Rineloricaria stewarti
- Conservation status: Least Concern (IUCN 3.1)

Scientific classification
- Kingdom: Animalia
- Phylum: Chordata
- Class: Actinopterygii
- Order: Siluriformes
- Family: Loricariidae
- Genus: Rineloricaria
- Species: R. stewarti
- Binomial name: Rineloricaria stewarti (C. H. Eigenmann, 1909)
- Synonyms: Loricaria stewarti C. H. Eigenmann, 1909 ; Hemiloricaria stewarti (C. H. Eigenmann, 1909) ;

= Rineloricaria stewarti =

- Authority: (C. H. Eigenmann, 1909)
- Conservation status: LC

Species of catfish

Rineloricaria stewarti, sometimes known as Stewart's whiptail catfish, is a species of freshwater ray-finned fish belonging to the family Loricariidae, the suckermouth armored catfishes, and the subfamily Loricariinae, the mailed catfishes. This catfish occurs in the coastal rivers of the Guianas, being known from French Guiana, Guyana and Suriname, as well as adjacent parts of Venezuela and Brazil.
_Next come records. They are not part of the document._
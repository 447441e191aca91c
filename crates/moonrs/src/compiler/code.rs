// Code generation over expression descriptors: register discharge, jump
// list patching, constant pooling and folding, operator emission. The
// grammar side lives in expr.rs / stmt.rs; everything here is a side
// effect on the innermost FuncState.

use crate::compiler::expdesc::{BinOp, ExpDesc, ExpKind, UnOp, NO_JUMP};
use crate::compiler::func_state::ConstKey;
use crate::compiler::LuaParser;
use crate::lua_value::Value;
use crate::lua_vm::arith::{raw_arith, ArithOp};
use crate::lua_vm::{Instruction, LuaError, LuaResult, OpCode};

/// Registers available to one function frame.
pub const MAX_REGS: u32 = 250;
pub struct GC {
    pub state: GcState,
    pub current_white: u8,
    /// Bytes allocated but not yet paid for with collection work.
    debt: isize,
    total_bytes: isize,
    /// Live-byte estimate from the last completed cycle.
    estimate: isize,
    marked: isize,

    pause: i32,
    stepmul: i32,
    stepsize_kb: i32,
    stopped: bool,

    gray: Vec<GcRef>,
    grayagain: Vec<GcRef>,
    /// Weak tables found during propagation: (table, weak_keys, weak_values).
    weak: Vec<(TableId, bool, bool)>,
    /// Userdata whose metatable carries __gc and that were not finalized.
    finobj: Vec<UdId>,
    /// Unreachable finalizable userdata, resurrected for one cycle.
    tobefnz: Vec<UdId>,
    /// Finalizers ready to run; drained by the VM between steps.
    pub pending_finalizers: Vec<UdId>,

    /// Phase-local cursor over the intern-table buckets. Interning during
    /// the string sweep only resurrects strings the cursor has not yet
    /// passed, matching the reference's phase-specific index.
    sweep_buckets: Vec<u64>,
    sweep_bucket_idx: usize,
    sweep: SweepCursor,

    /// Interned "__mode" and "__gc" keys, installed by the VM once its
    /// constant strings exist.
    tm_mode: Option<StrId>,
    tm_gc: Option<StrId>,

    pub stats: GcStats,
}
It is typically seen in moderately sunlit forest creeks with a depth of 30 to 60 cm, clear, fast-moving water, and a substrate composed of rocks and sand. It is known to occur alongside the species Corydoras guianensis and Moenkhausia oligolepis, as well as members of the genus Phenacogaster. The specific name honors Douglas Stewart of the Carnegie Museum of Natural History.

Mature male individuals of Rineloricaria stewarti are known to develop odontodes on both sides of the head and towards the back of the interorbitals. The species reaches a standard length of 10 cm and is believed to be a facultative air-breather.